Como será viver no melhor país do mundo? Que pergunta! Nós sabemos, claro, os 10 749 635 residentes deste maravilhoso Portugal, onde um jovem recém-licenciado encontra de imediato um emprego à altura das suas qualificações, um salário conveniente ao custo de vida, o que lhe permitirá pagar uma casa arrendada e iniciar a sua própria vida, sem se arrastar anos e anos pela casa dos pais. E onde um velho vive com uma reforma digna, podendo mais tarde pagar um lar que cuide dele, enquanto prolonga os anos de vida saudável porque há médico de família para todos.

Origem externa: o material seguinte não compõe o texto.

//! Process-wide circuit breaker.
//!
//! A time-windowed gate: once tripped, it rejects outbound work until the
//! reset timeout elapses. The record pipeline reads it before every
//! submission; only the adaptive controller trips or clears it. The trip
//! record is mirrored to the durable store for cross-process visibility.

use std::sync::{Mutex, PoisonError};
use std::time::Duration;

use chrono::{DateTime, Utc};
use serde_json::Value;
use tokio::time::Instant;
use volley_core::CircuitBreakerRecord;

struct Trip {
    at: Instant,
    at_wall: DateTime<Utc>,
    reason: String,
    metrics: Value,
}

/// Shared breaker state. Cheap to clone behind an `Arc`.
pub struct CircuitBreaker {
    reset_timeout: Duration,
    trip: Mutex<Option<Trip>>,
}

impl CircuitBreaker {
    pub fn new(reset_timeout: Duration) -> Self {
        Self {
            reset_timeout,
            trip: Mutex::new(None),
        }
    }

    fn lock(&self) -> std::sync::MutexGuard<'_, Option<Trip>> {
        self.trip.lock().unwrap_or_else(PoisonError::into_inner)
    }

    pub fn reset_timeout(&self) -> Duration {
        self.reset_timeout
    }

    /// Trips the breaker and returns the record to mirror durably.
    pub fn trip(&self, reason: impl Into<String>, metrics: Value) -> CircuitBreakerRecord {
        let reason = reason.into();
        let record = CircuitBreakerRecord {
            last_tripped: Utc::now(),
            reason: reason.clone(),
            reset_timeout_ms: self.reset_timeout.as_millis() as u64,
            metrics: metrics.clone(),
        };
        *self.lock() = Some(Trip {
            at: Instant::now(),
            at_wall: record.last_tripped,
            reason,
            metrics,
        });
        record
    }

    /// True while tripped and inside the reset window. Gates all outbound
    /// submissions.
    pub fn is_open(&self) -> bool {
        self.lock()
            .as_ref()
            .map(|trip| trip.at.elapsed() < self.reset_timeout)
            .unwrap_or(false)
    }

    /// True once a trip has outlived the reset window and awaits recovery.
    pub fn has_elapsed(&self) -> bool {
        self.lock()
            .as_ref()
            .map(|trip| trip.at.elapsed() >= self.reset_timeout)
            .unwrap_or(false)
    }

    /// Clears the trip; returns false when the breaker was not tripped.
    pub fn clear(&self) -> bool {
        self.lock().take().is_some()
    }

    pub fn record(&self) -> Option<CircuitBreakerRecord> {
        self.lock().as_ref().map(|trip| CircuitBreakerRecord {
            last_tripped: trip.at_wall,
            reason: trip.reason.clone(),
            reset_timeout_ms: self.reset_timeout.as_millis() as u64,
            metrics: trip.metrics.clone(),
        })
    }
}

#[cfg(test)]
mod tests {
    use super::*;
    use serde_json::json;

    #[tokio::test(start_paused = true)]
    async fn trip_opens_until_reset_timeout() {
        let breaker = CircuitBreaker::new(Duration::from_secs(60));
        assert!(!breaker.is_open());

        breaker.trip("error rate over threshold", json!({"avgError": 0.4}));
        assert!(breaker.is_open());
        assert!(!breaker.has_elapsed());

        tokio::time::advance(Duration::from_secs(61)).await;
        assert!(!breaker.is_open());
        assert!(breaker.has_elapsed());

        assert!(breaker.clear());
        assert!(!breaker.has_elapsed());
        assert!(!breaker.clear());
    }

    #[tokio::test]
    async fn record_mirrors_trip_metadata() {
        let breaker = CircuitBreaker::new(Duration::from_secs(60));
        assert!(breaker.record().is_none());
        breaker.trip("system health collapsed", json!({"systemHealth": -0.8}));
        let record = breaker.record().expect("tripped");
        assert_eq!(record.reason, "system health collapsed");
        assert_eq!(record.reset_timeout_ms, 60_000);
    }
}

“Portugal é o melhor país do mundo”, disse Marcelo Rebelo de Sousa, esta segunda-feira, num hotel em Nova Iorque, dirigindo-se a emigrantes e lusodescendentes. “Nós somos assim, vamos para nove séculos de História cada vez melhores, mais fortes, mais sofisticados, mais solidários, mais influentes, porque melhores”, acrescentou.

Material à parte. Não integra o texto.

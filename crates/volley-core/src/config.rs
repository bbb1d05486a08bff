//! Process configuration for the dispatch engine.
//!
//! All knobs come from the environment with fixed defaults; the resulting
//! value is passed to constructors. There is no global configuration state.

use std::time::Duration;

use crate::error::DispatchError;

/// Tuning knobs for the adaptive controller, circuit breaker, and pipeline.
#[derive(Clone, Debug)]
pub struct DispatchConfig {
    /// Lower bound on job-handler concurrency.
    pub min_concurrency: usize,
    /// Upper bound on job-handler concurrency.
    pub max_concurrency: usize,
    /// Controller tick interval; also the per-change cooldown.
    pub cooldown: Duration,
    /// Error fraction above which the circuit breaker trips.
    pub cb_error_threshold: f64,
    /// How long the breaker rejects traffic after a trip.
    pub cb_reset_timeout: Duration,
    /// Moving-average window for controller signals.
    pub history_length: usize,
    /// Window for per-signal trend scoring.
    pub trend_history_length: usize,
    /// Retained system-health samples.
    pub system_health_history: usize,
    /// How often hour-of-day prediction is refreshed.
    pub prediction_update_interval: Duration,
    /// Window for the rolling API error rate.
    pub error_window: Duration,
    /// Hard timeout for a single pool task.
    pub pool_task_timeout: Duration,
    /// Session lifetime in the durable store.
    pub session_ttl: Duration,
}

impl Default for DispatchConfig {
    fn default() -> Self {
        Self {
            min_concurrency: 20,
            max_concurrency: 50,
            cooldown: Duration::from_millis(30_000),
            cb_error_threshold: 0.30,
            cb_reset_timeout: Duration::from_millis(60_000),
            history_length: 5,
            trend_history_length: 3,
            system_health_history: 10,
            prediction_update_interval: Duration::from_millis(900_000),
            error_window: Duration::from_millis(300_000),
            pool_task_timeout: Duration::from_millis(30_000),
            session_ttl: Duration::from_secs(7 * 24 * 60 * 60),
        }
    }
}

impl DispatchConfig {
    /// Reads configuration from the environment, falling back to defaults.
    ///
    /// Millisecond-valued variables (`*_MS`, `*_TIMEOUT`, `*_INTERVAL`) are
    /// integers; malformed values are a hard configuration error rather than
    /// a silent fallback.
    pub fn from_env() -> Result<Self, DispatchError> {
        let defaults = Self::default();
        let cfg = Self {
            min_concurrency: read_usize("MIN_CONCURRENCY", defaults.min_concurrency)?,
            max_concurrency: read_usize("MAX_CONCURRENCY", defaults.max_concurrency)?,
            cooldown: read_millis("COOLDOWN_MS", defaults.cooldown)?,
            cb_error_threshold: read_f64("CB_ERROR_THRESHOLD", defaults.cb_error_threshold)?,
            cb_reset_timeout: read_millis("CB_RESET_TIMEOUT", defaults.cb_reset_timeout)?,
            history_length: read_usize("HISTORY_LENGTH", defaults.history_length)?,
            trend_history_length: read_usize(
                "TREND_HISTORY_LENGTH",
                defaults.trend_history_length,
            )?,
            system_health_history: read_usize(
                "SYSTEM_HEALTH_HISTORY",
                defaults.system_health_history,
            )?,
            prediction_update_interval: read_millis(
                "PREDICTION_UPDATE_INTERVAL",
                defaults.prediction_update_interval,
            )?,
            error_window: read_millis("ERROR_WINDOW_MS", defaults.error_window)?,
            pool_task_timeout: read_millis("POOL_TASK_TIMEOUT", defaults.pool_task_timeout)?,
            session_ttl: read_millis("SESSION_TTL_MS", defaults.session_ttl)?,
        };
        cfg.validate()
    }

    /// Checks cross-field invariants. The controller relies on
    /// `min_concurrency <= max_concurrency` holding for its clamp.
    pub fn validate(self) -> Result<Self, DispatchError> {
        if self.min_concurrency == 0 {
            return Err(DispatchError::Config(
                "MIN_CONCURRENCY must be at least 1".into(),
            ));
        }
        if self.min_concurrency > self.max_concurrency {
            return Err(DispatchError::Config(format!(
                "MIN_CONCURRENCY ({}) must not exceed MAX_CONCURRENCY ({})",
                self.min_concurrency, self.max_concurrency
            )));
        }
        if !(0.0..=1.0).contains(&self.cb_error_threshold) {
            return Err(DispatchError::Config(format!(
                "CB_ERROR_THRESHOLD must be within [0, 1], got {}",
                self.cb_error_threshold
            )));
        }
        if self.history_length < 2 || self.trend_history_length < 1 {
            return Err(DispatchError::Config(
                "signal history windows must hold at least two samples".into(),
            ));
        }
        Ok(self)
    }

    /// Midpoint of the concurrency band (prediction samples only above it).
    pub fn concurrency_midpoint(&self) -> usize {
        (self.min_concurrency + self.max_concurrency) / 2
    }

    /// Recovery target after a breaker reset: floor(1.5 * min), clamped to max.
    pub fn recovery_target(&self) -> usize {
        ((self.min_concurrency * 3) / 2).min(self.max_concurrency)
    }
}

fn read_usize(name: &str, default: usize) -> Result<usize, DispatchError> {
    match std::env::var(name) {
        Ok(raw) => raw
            .parse()
            .map_err(|_| DispatchError::Config(format!("{} must be an integer: {:?}", name, raw))),
        Err(_) => Ok(default),
    }
}

fn read_f64(name: &str, default: f64) -> Result<f64, DispatchError> {
    match std::env::var(name) {
        Ok(raw) => raw
            .parse()
            .map_err(|_| DispatchError::Config(format!("{} must be a number: {:?}", name, raw))),
        Err(_) => Ok(default),
    }
}

fn read_millis(name: &str, default: Duration) -> Result<Duration, DispatchError> {
    Ok(Duration::from_millis(read_u64(
        name,
        default.as_millis() as u64,
    )?))
}

fn read_u64(name: &str, default: u64) -> Result<u64, DispatchError> {
    match std::env::var(name) {
        Ok(raw) => raw.parse().map_err(|_| {
            DispatchError::Config(format!("{} must be integer milliseconds: {:?}", name, raw))
        }),
        Err(_) => Ok(default),
    }
}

Os maiores. Ou, como canta Sérgio Godinho, “para isto não ficar numa canção em dois tons / vou tentar abreviar / somos todos muito bons!”

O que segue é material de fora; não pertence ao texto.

//! Control plane of the dispatch engine: rolling API metrics, host signal
//! sampling, the process-wide circuit breaker, hour-of-day prediction, and
//! the adaptive concurrency controller that ties them together.

pub mod breaker;
pub mod controller;
pub mod metrics;
pub mod prediction;
pub mod signals;

pub use breaker::CircuitBreaker;
pub use controller::{
    AdaptiveController, BacklogProbe, ConcurrencyActuator, ControlDecision, ControlSample,
    ControllerStatus,
};
pub use metrics::{normalize_url_pattern, CallSample, MetricsAggregator};
pub use prediction::HourlyPattern;
pub use signals::{trend, HostProbe, HostSample, MovingWindow, SysinfoProbe, TrendWindow};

E somos especialmente muito, muito, bons em finanças, o que é um espanto, dada justamente a História destes nove séculos. “Para dizer como somos bons nisso, o facto é que já chegámos a uma coisa que era inimaginável, que é não só o equilíbrio das contas públicas, mas superavit! Antigamente eram outros países que tinham essa doença, agora é Portugal”, continuou o Presidente da República.
Agora que aprendemos a nossa matemática, que temos sobras de dinheiro nas contas públicas, o que iremos fazer com ele? Investir na gestão das urgências, para que não fechem, dar melhores salários aos médicos, para que não fujam para o privado, apostar na formação de professores, para que não faltem nas escolas, dignificar a atividade fulcral dos nossos bombeiros, comprar aviões que apaguem incêndios, acabar com o esquecimento das periferias e do Interior, construindo lá equipamentos sociais e de cultura? O que faremos com tanta abundância?
Marcelo Rebelo de Sousa faz o seu papel, não cai bem ir para o estrangeiro falar mal do País. E nós, aqui, se não morremos com o fecho de urgências e maternidades, podemos bem morrer dos maus fígados que nos dá a amargura, isto de estar sempre a falar mal. Existe, no entanto, um ponto que separa a realidade do delírio – e disto padecem muitos dos nossos representantes políticos.
O delírio está no encantamento com o facto de Portugal estar na moda, ser escolhido por cidadãos de certo tipo de países que cá vêm tanto para “turistar” como para viver, sem entender o alcance das consequências desta moda no preço das casas e o drama de milhares de famílias, que não conseguem pagar uma habitação com o seu salário.
“À volta da minha casa, em Cascais, só encontro americanos”, foi dizendo o Presidente da República, acrescentando que estes cidadãos compram “habitação nos sítios mais espantosos”. Lisboa, Porto, Algarve e Comporta são alguns desses locais “espantosos” para melhor se aproveitar o sol, a “segurança, a estabilidade e um ambiente humano único”.
Não há quem nos bata no ambiente humano, somos mesmo muito bons. Por enquanto. Até ao dia em que “ainda acabamos todos encurralados / a fazer manguitos ao irmão do outro lado / e a gritar: estamos quites / lixaste-me e estás lixado”. (Sul, Norte, Campo, Cidade, de Sérgio Godinho).